Auch später, während meiner Karriere, zog mein Körper immer dann, wenn ich nicht mehr fähig war, diesen inneren Stress und Druck auszuhalten und zu verarbeiten, die Notbremse, um mich vor größerem Schaden zu bewahren: Ich wurde krank.

Als Schutzmauer vor weiteren Wunden entwickelte ich Verhaltensmuster, die mir dabei halfen, meine kindliche Verletzlichkeit zu schützen. Zum einen legte ich mir als Kind, vor allem auf dem Spielfeld, eine unglaubliche Arroganz zu. Spielte mir ein Mitspieler einen Pass zu, der einen halben Meter neben meinen Füßen ankam, machte ich keinen Schritt, um diesen zu erreichen. Dafür pflaumte ich ihn an, ob er denn keinen vernünftigen Pass spielen könne. Ich lamentierte mit den Schiedsrichtern oder legte mich mit meinen Gegenspielern an. Auch demonstrativ zur Schau gestelltes Desinteresse dem Fußball gegenüber gehörte zu meinen Allüren. Provokant stand ich gelangweilt auf dem Platz herum und brachte damit Trainer und Mitspieler zur Verzweiflung. Dieses Verhalten zeigte sich allerdings nur sporadisch, nämlich immer in Zeiten, in denen ich nicht gut spielte oder wir Spiele verloren hatten und ich irgendetwas brauchte, um mir vorzugaukeln, dass ich schon hätte besser spielen können, wenn ich nur gewollt hätte.
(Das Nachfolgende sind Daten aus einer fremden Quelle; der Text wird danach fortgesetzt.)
use serde::{Deserialize, Serialize};
use thiserror::Error;

/// Placeholder tokens the server resolves when a post or media file is
/// written. Names are case-sensitive: `{MM}` is the zero-padded month,
/// `{mm}` the zero-padded minute.
const RECOGNIZED_TOKENS: &[&str] = &[
    // Date and time of publication
    "y", "yyyy", "M", "MM", "MMM", "MMMM", "w", "D", "DD", "d", "dd", "H", "HH", "h", "hh", "m",
    "mm", "s", "ss",
    // Timestamps
    "t", "T",
    // Post identity
    "uuid", "slug", "n",
    // Media files
    "filename", "basename", "ext", "md5", "sha",
];

/// The full placeholder-token set, in documentation order.
pub fn recognized_tokens() -> &'static [&'static str] {
    RECOGNIZED_TOKENS
}

/// Lexical defects in a path or URL template.
#[derive(Error, Debug, Clone, PartialEq, Eq)]
pub enum TemplateError {
    #[error("unknown token '{{{token}}}' at byte {position}")]
    UnknownToken { token: String, position: usize },

    #[error("empty token '{{}}' at byte {position}")]
    EmptyToken { position: usize },

    #[error("unclosed '{{' at byte {position}")]
    UnclosedBrace { position: usize },

    #[error("unmatched '}}' at byte {position}")]
    StrayBrace { position: usize },
}

/// A path or URL template containing `{token}` placeholders, such as
/// `src/articles/{yyyy}-{MM}-{dd}-{slug}.md`.
///
/// The text is stored verbatim. Token substitution happens in the server at
/// publish time; this type only knows how to recognize the placeholders.
#[derive(Debug, Clone, PartialEq, Eq, Serialize, Deserialize)]
#[serde(transparent)]
pub struct Template(String);

impl Template {
    pub fn new(raw: impl Into<String>) -> Self {
        Self(raw.into())
    }

    /// The raw template text.
    pub fn as_str(&self) -> &str {
        &self.0
    }

    /// Token names in order of appearance, including repeats. Malformed
    /// spans are skipped here; [`Template::validate`] surfaces them.
    pub fn tokens(&self) -> Vec<&str> {
        let bytes = self.0.as_bytes();
        let mut out = Vec::new();
        let mut i = 0;
        while i < bytes.len() {
            if bytes[i] != b'{' {
                i += 1;
                continue;
            }
            let mut j = i + 1;
            while j < bytes.len() && !matches!(bytes[j], b'{' | b'}') {
                j += 1;
            }
            if j < bytes.len() && bytes[j] == b'}' {
                if j > i + 1 {
                    out.push(&self.0[i + 1..j]);
                }
                i = j + 1;
            } else {
                // unclosed span; resume at the next opener, if any
                i = j;
            }
        }
        out
    }

    /// Check every placeholder against the recognized token set, reporting
    /// the first lexical defect. Braces never nest and never appear as
    /// literal text in a well-formed template.
    pub fn validate(&self) -> Result<(), TemplateError> {
        let bytes = self.0.as_bytes();
        let mut i = 0;
        while i < bytes.len() {
            match bytes[i] {
                b'{' => {
                    let start = i;
                    let mut j = i + 1;
                    loop {
                        if j >= bytes.len() || bytes[j] == b'{' {
                            return Err(TemplateError::UnclosedBrace { position: start });
                        }
                        if bytes[j] == b'}' {
                            break;
                        }
                        j += 1;
                    }
                    let token = &self.0[start + 1..j];
                    if token.is_empty() {
                        return Err(TemplateError::EmptyToken { position: start });
                    }
                    if !RECOGNIZED_TOKENS.contains(&token) {
                        return Err(TemplateError::UnknownToken {
                            token: token.to_string(),
                            position: start,
                        });
                    }
                    i = j + 1;
                }
                b'}' => return Err(TemplateError::StrayBrace { position: i }),
                _ => i += 1,
            }
        }
        Ok(())
    }
}

impl std::fmt::Display for Template {
    fn fmt(&self, f: &mut std::fmt::Formatter<'_>) -> std::fmt::Result {
        f.write_str(&self.0)
    }
}

impl From<&str> for Template {
    fn from(raw: &str) -> Self {
        Self(raw.to_string())
    }
}

impl From<String> for Template {
    fn from(raw: String) -> Self {
        Self(raw)
    }
}
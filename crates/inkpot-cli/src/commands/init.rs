use std::path::PathBuf;

/// Starter configuration written by `inkpot init`.
pub const STARTER_CONFIG: &str = r#"# 🖋 Inkpot Configuration
# Path and URL templates use placeholder tokens like {yyyy}, {MM}, {dd},
# {slug}, {t}, {ext}, and {filename}; the server resolves them when a post
# is published. Run 'inkpot doctor --tokens' for the full set.

# Plugin load order. Each plugin's settings live under [plugin.<id>].
plugins = [
    "endpoint-json-feed",
    "preset-jekyll",
    "store-github",
    "syndicator-mastodon",
]

[application]
url = "https://kit.example.net"
# mongodb_url is read from the MONGO_URL environment variable

[publication]
me = "https://example.net"
locale = "en"
time_zone = "UTC"
slug_separator = "-"
# categories = "https://example.net/categories/index.json"
# enrich_post_data = true

[[publication.post_types]]
type = "article"
post = { path = "src/articles/{yyyy}-{MM}-{dd}-{slug}.md", url = "articles/{slug}/" }

[[publication.post_types]]
type = "note"
post = { path = "src/notes/{t}.md", url = "notes/{t}/" }

[[publication.post_types]]
type = "photo"
post = { path = "src/photos/{t}.md", url = "photos/{t}/" }
media = { path = "src/media/{t}.{ext}", url = "media/{t}.{ext}" }

[[publication.post_types]]
type = "bookmark"
post = { path = "src/bookmarks/{yyyy}-{MM}-{dd}-{slug}.md", url = "bookmarks/{slug}/" }

# The untyped descriptor catches media uploads that belong to no post type.
[[publication.post_types]]
media = { path = "src/media/{filename}" }

[plugin.store-github]
user = "your-github-account"
repo = "your-site-repo"
branch = "main"
# token is read from the GITHUB_TOKEN environment variable

[plugin.syndicator-mastodon]
url = "https://mastodon.example"
user = "your-mastodon-account"
checked = true
forced = false
# access_token is read from the MASTODON_ACCESS_TOKEN environment variable

[logging]
level = "info"
# format = "pretty"
"#;

/// Initialize a new inkpot configuration with a commented starter file.
pub(super) fn cmd_init(local: bool) -> inkpot_core::Result<()> {
    let dir = if local {
        std::env::current_dir()?
    } else {
        dirs::home_dir()
            .unwrap_or_else(|| PathBuf::from("."))
            .join(".inkpot")
    };

    std::fs::create_dir_all(&dir)?;
    let config_path = dir.join("inkpot.toml");

    if config_path.exists() {
        println!("⚠️  {} already exists", config_path.display());
        println!("   Edit it directly, or change one value with 'inkpot set KEY VALUE'.");
        return Ok(());
    }

    std::fs::write(&config_path, STARTER_CONFIG)?;
    println!("✅ Created {}", config_path.display());
    println!("   Set MONGO_URL, GITHUB_TOKEN, and MASTODON_ACCESS_TOKEN in the environment,");
    println!("   then run: inkpot doctor");

    Ok(())
}
//! # inkpot-cli
//!
//! Command-line interface for the Inkpot configuration system.
//!
//! ## Commands
//!
//! - `inkpot init` — Write a commented starter inkpot.toml
//! - `inkpot config` — Show the resolved configuration
//! - `inkpot export` — Emit the settings as JSON for the publishing server
//! - `inkpot doctor` — Audit the configuration for structural issues
//! - `inkpot set` — Change one value in inkpot.toml
//! - `inkpot post-types` / `inkpot plugins` — Inspect the publication setup

pub mod commands;

pub use commands::Cli;
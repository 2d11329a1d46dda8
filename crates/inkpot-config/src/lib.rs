//! # inkpot-config
//!
//! Configuration system for the Inkpot publishing server. Reads from
//! `inkpot.toml` and environment variables, validates the structure, and
//! hands the server one read-only settings object.

pub mod loader;
pub mod schema;

pub use loader::ConfigLoader;
pub use schema::Settings;
pub use schema::{
    ApplicationConfig, ConfigWarning, GithubStoreConfig, LoggingConfig, MastodonSyndicatorConfig,
    PluginTable, PostType, PublicationConfig, StorageTarget, WarningSeverity,
};
use std::path::{Path, PathBuf};
use tracing::{info, warn};

use crate::schema::Settings;

/// Loads the Inkpot configuration.
///
/// The settings object is built once, from the file plus environment, and is
/// read-only for the lifetime of the process. Changing `inkpot.toml` means
/// restarting the server.
#[derive(Debug)]
pub struct ConfigLoader {
    settings: Settings,
    config_path: PathBuf,
}

impl ConfigLoader {
    /// Resolve the config path: explicit path > INKPOT_CONFIG env > ~/.inkpot/inkpot.toml
    pub fn resolve_path(explicit: Option<&Path>) -> PathBuf {
        if let Some(p) = explicit {
            return p.to_path_buf();
        }
        if let Ok(p) = std::env::var("INKPOT_CONFIG") {
            return PathBuf::from(p);
        }
        dirs::home_dir()
            .unwrap_or_else(|| PathBuf::from("."))
            .join(".inkpot")
            .join("inkpot.toml")
    }

    /// Load the settings from disk, falling back to defaults.
    /// Validation warnings are logged; validation errors fail the load.
    pub fn load(path: Option<&Path>) -> inkpot_core::Result<Self> {
        let loader = Self::load_lenient(path)?;
        loader.check()?;
        Ok(loader)
    }

    /// Gate the loaded settings on validation: warnings are logged, any
    /// Error-severity finding fails with the joined report.
    pub fn check(&self) -> inkpot_core::Result<()> {
        match self.settings.validate() {
            Ok(warnings) => {
                for w in &warnings {
                    warn!("{}", w);
                }
                Ok(())
            }
            Err(e) => Err(inkpot_core::InkpotError::Config(e)),
        }
    }

    /// Load without the validation gate. `inkpot doctor` audits
    /// configurations that `load` would reject, and the other commands
    /// initialise tracing from the logging section before running `check`.
    pub fn load_lenient(path: Option<&Path>) -> inkpot_core::Result<Self> {
        let config_path = Self::resolve_path(path);
        let settings = if config_path.exists() {
            info!(?config_path, "loading configuration");
            let raw = std::fs::read_to_string(&config_path)?;
            toml::from_str::<Settings>(&raw).map_err(|e| {
                inkpot_core::InkpotError::Config(format!(
                    "failed to parse {}: {}",
                    config_path.display(),
                    e
                ))
            })?
        } else {
            warn!(?config_path, "config file not found, using defaults");
            Settings::default()
        };

        // Apply environment variable overrides
        let settings = Self::apply_env_overrides(settings);

        Ok(Self {
            settings,
            config_path,
        })
    }

    /// The loaded settings.
    pub fn get(&self) -> &Settings {
        &self.settings
    }

    /// Take ownership of the settings.
    pub fn into_settings(self) -> Settings {
        self.settings
    }

    /// Path the configuration was resolved from.
    pub fn path(&self) -> &Path {
        &self.config_path
    }

    /// Apply env var overrides. Secrets never live in committed files, so
    /// for MONGO_URL, GITHUB_TOKEN, and MASTODON_ACCESS_TOKEN the environment
    /// wins over any file-provided value, passed through verbatim. A token
    /// override never creates a missing settings record.
    fn apply_env_overrides(mut settings: Settings) -> Settings {
        if let Ok(v) = std::env::var("MONGO_URL") {
            settings.application.mongodb_url = Some(v);
        }
        if let Ok(v) = std::env::var("GITHUB_TOKEN") {
            if let Some(github) = settings.plugin.store_github.as_mut() {
                github.token = Some(v);
            }
        }
        if let Ok(v) = std::env::var("MASTODON_ACCESS_TOKEN") {
            if let Some(mastodon) = settings.plugin.syndicator_mastodon.as_mut() {
                mastodon.access_token = Some(v);
            }
        }
        if let Ok(v) = std::env::var("INKPOT_LOG_LEVEL") {
            settings.logging.level = v;
        }
        settings
    }
}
Dies alles waren in schwierigen Zeiten Hilfeschreie eines Kindes, das einen Weg suchte aus diesem inneren Gefängnis der Angst, verletzt und abgelehnt zu werden, und diesen nicht fand.

Die meiste Zeit aber genoss ich es, mit meinem Bruder und unseren Freunden Fußball zu spielen. Ich bin unendlich froh, dass ich in solch einem Umfeld aufwachsen durfte und nicht in einer Förderungsmaschinerie, denn damit wäre wohl meine Freude am Fußballspielen schnell erloschen.

Dass bei all dem Stress die Freude am einst geliebten Sport irgendwann verloren gehen kann, ist für mich aus heutiger Sicht nur logisch. Ich habe mich lange Zeit dagegen gewehrt und bin froh, dass ich mir meine Begeisterung daran wenigsten während meiner Kindheit und die meiste Zeit als Profi erhalten konnte. Aber irgendwann war mir alles zu viel und ich versuchte zwar noch, in Amerika diese Freude wiederzufinden, doch die Spuren der Kritik und des daraus entstandenen Stresses waren zu tief.

Ich habe mich oft gefragt, was mit mir nicht stimmt, weil ich mein Leben teilweise nicht genießen konnte, obwohl ich doch alles hatte, was man sich nur erträumen kann. Dieser Umstand animierte mich zusätzlich, die Gründe zu finden, warum Erfolg allein nicht glücklich macht.